Avec l’influence grandissante de Davutoğlu nombreux était ceux en Turquie qui pensaient que l’action et les succès aléatoires de la Turquie au Moyen-Orient allaient pouvoir agir positivement sur le processus d’adhésion de la Turquie à l’Union européenne, la rendant quasi indispensable aux yeux des Européens. C’est tout le contraire qui s’est produit dans la mesure où l’action s’est empêtrée pour donner une image de confusion, un clair penchant sunnite sinon salafiste et un désengagement stratégique vis-à-vis les anciens alliés.

Les Européens ont eu beaucoup de mal à comprendre voire à digérer les velléités « indépendantistes » d’Ankara qui tournait de plus en plus contre eux. On ne compte plus aujourd’hui les pics ni les accusations grotesques lancés aux dirigeants occidentaux par le président Erdoğan et autres responsables politiques dans les médias, faisant ostensiblement fi du processus d’adhésion à l’Union. En fait, plus la situation politique à l’intérieur se dégrade plus Ankara devient irritable vis-à-vis les pays membres de l’Union européenne.

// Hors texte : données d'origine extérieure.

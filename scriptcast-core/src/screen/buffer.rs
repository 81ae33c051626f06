//! The fixed-capacity virtual screen buffer.
//!
//! Holds the full screen content as last rendered, one byte per cell.
//! The server's encode path and the client's decode path each own
//! their private copy; ownership never crosses a task boundary, so no
//! locking is involved anywhere in the screen pipeline.

/// Screen width in cells.
pub const SCREEN_WIDTH: usize = 80;

/// Screen height in cells.
pub const SCREEN_HEIGHT: usize = 25;

/// Total buffer capacity in bytes.
pub const SCREEN_SIZE: usize = SCREEN_WIDTH * SCREEN_HEIGHT;

/// Byte used for unoccupied cells.
const BLANK: u8 = b' ';

/// A full virtual screen: [`SCREEN_SIZE`] bytes, blank-padded.
#[derive(Debug, Clone, PartialEq, Eq)]
pub struct ScreenBuffer {
    cells: Vec<u8>,
}

impl ScreenBuffer {
    /// A blank screen.
    pub fn new() -> Self {
        Self {
            cells: vec![BLANK; SCREEN_SIZE],
        }
    }

    /// Replace the screen content with `text`, blank-padding the
    /// remainder. Text longer than the screen is truncated.
    pub fn load(&mut self, text: &[u8]) {
        let n = text.len().min(SCREEN_SIZE);
        self.cells[..n].copy_from_slice(&text[..n]);
        self.cells[n..].fill(BLANK);
    }

    /// Blank every cell.
    pub fn clear(&mut self) {
        self.cells.fill(BLANK);
    }

    /// The full cell array.
    pub fn as_bytes(&self) -> &[u8] {
        &self.cells
    }

    /// Mutable access for in-place delta application.
    pub fn as_mut_bytes(&mut self) -> &mut [u8] {
        &mut self.cells
    }

    /// Content without the trailing blank padding.
    pub fn trimmed(&self) -> &[u8] {
        let end = self
            .cells
            .iter()
            .rposition(|&b| b != BLANK)
            .map_or(0, |i| i + 1);
        &self.cells[..end]
    }
}

impl Default for ScreenBuffer {
    fn default() -> Self {
        Self::new()
    }
}

// ── Tests ────────────────────────────────────────────────────────

#[cfg(test)]
mod tests {
    use super::*;

    #[test]
    fn new_buffer_is_blank() {
        let buf = ScreenBuffer::new();
        assert_eq!(buf.as_bytes().len(), SCREEN_SIZE);
        assert!(buf.as_bytes().iter().all(|&b| b == b' '));
        assert!(buf.trimmed().is_empty());
    }

    #[test]
    fn load_pads_with_blanks() {
        let mut buf = ScreenBuffer::new();
        buf.load(b"hello");
        assert_eq!(&buf.as_bytes()[..5], b"hello");
        assert_eq!(buf.as_bytes()[5], b' ');
        assert_eq!(buf.trimmed(), b"hello");
    }

    #[test]
    fn load_replaces_previous_content() {
        let mut buf = ScreenBuffer::new();
        buf.load(b"a longer first line");
        buf.load(b"short");
        assert_eq!(buf.trimmed(), b"short");
    }

    #[test]
    fn load_truncates_oversized_text() {
        let mut buf = ScreenBuffer::new();
        let big = vec![b'x'; SCREEN_SIZE + 100];
        buf.load(&big);
        assert_eq!(buf.as_bytes().len(), SCREEN_SIZE);
        assert!(buf.as_bytes().iter().all(|&b| b == b'x'));
    }

    #[test]
    fn clear_blanks_everything() {
        let mut buf = ScreenBuffer::new();
        buf.load(b"content");
        buf.clear();
        assert!(buf.trimmed().is_empty());
    }
}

Cette posture anti-occidentale est souvent compensée par un penchant tiers-mondiste et islamisant couplé de clins d’œil revanchards vers l’Organisation de Coopération de Shanghai dirigée par la Chine et la Russie, une organisation radicalement… anti-islamiste ! En revanche les récriminations à peine cachées des chancelleries européennes contre le manque de coopération d’Ankara au sujet des djihadistes d’origine européenne (on parlait jusqu’à récemment d’une « autoroute djihadiste » qui traversait la Turquie) ont laissé des traces indélébiles dans les mémoires institutionnelles des chancelleries européennes.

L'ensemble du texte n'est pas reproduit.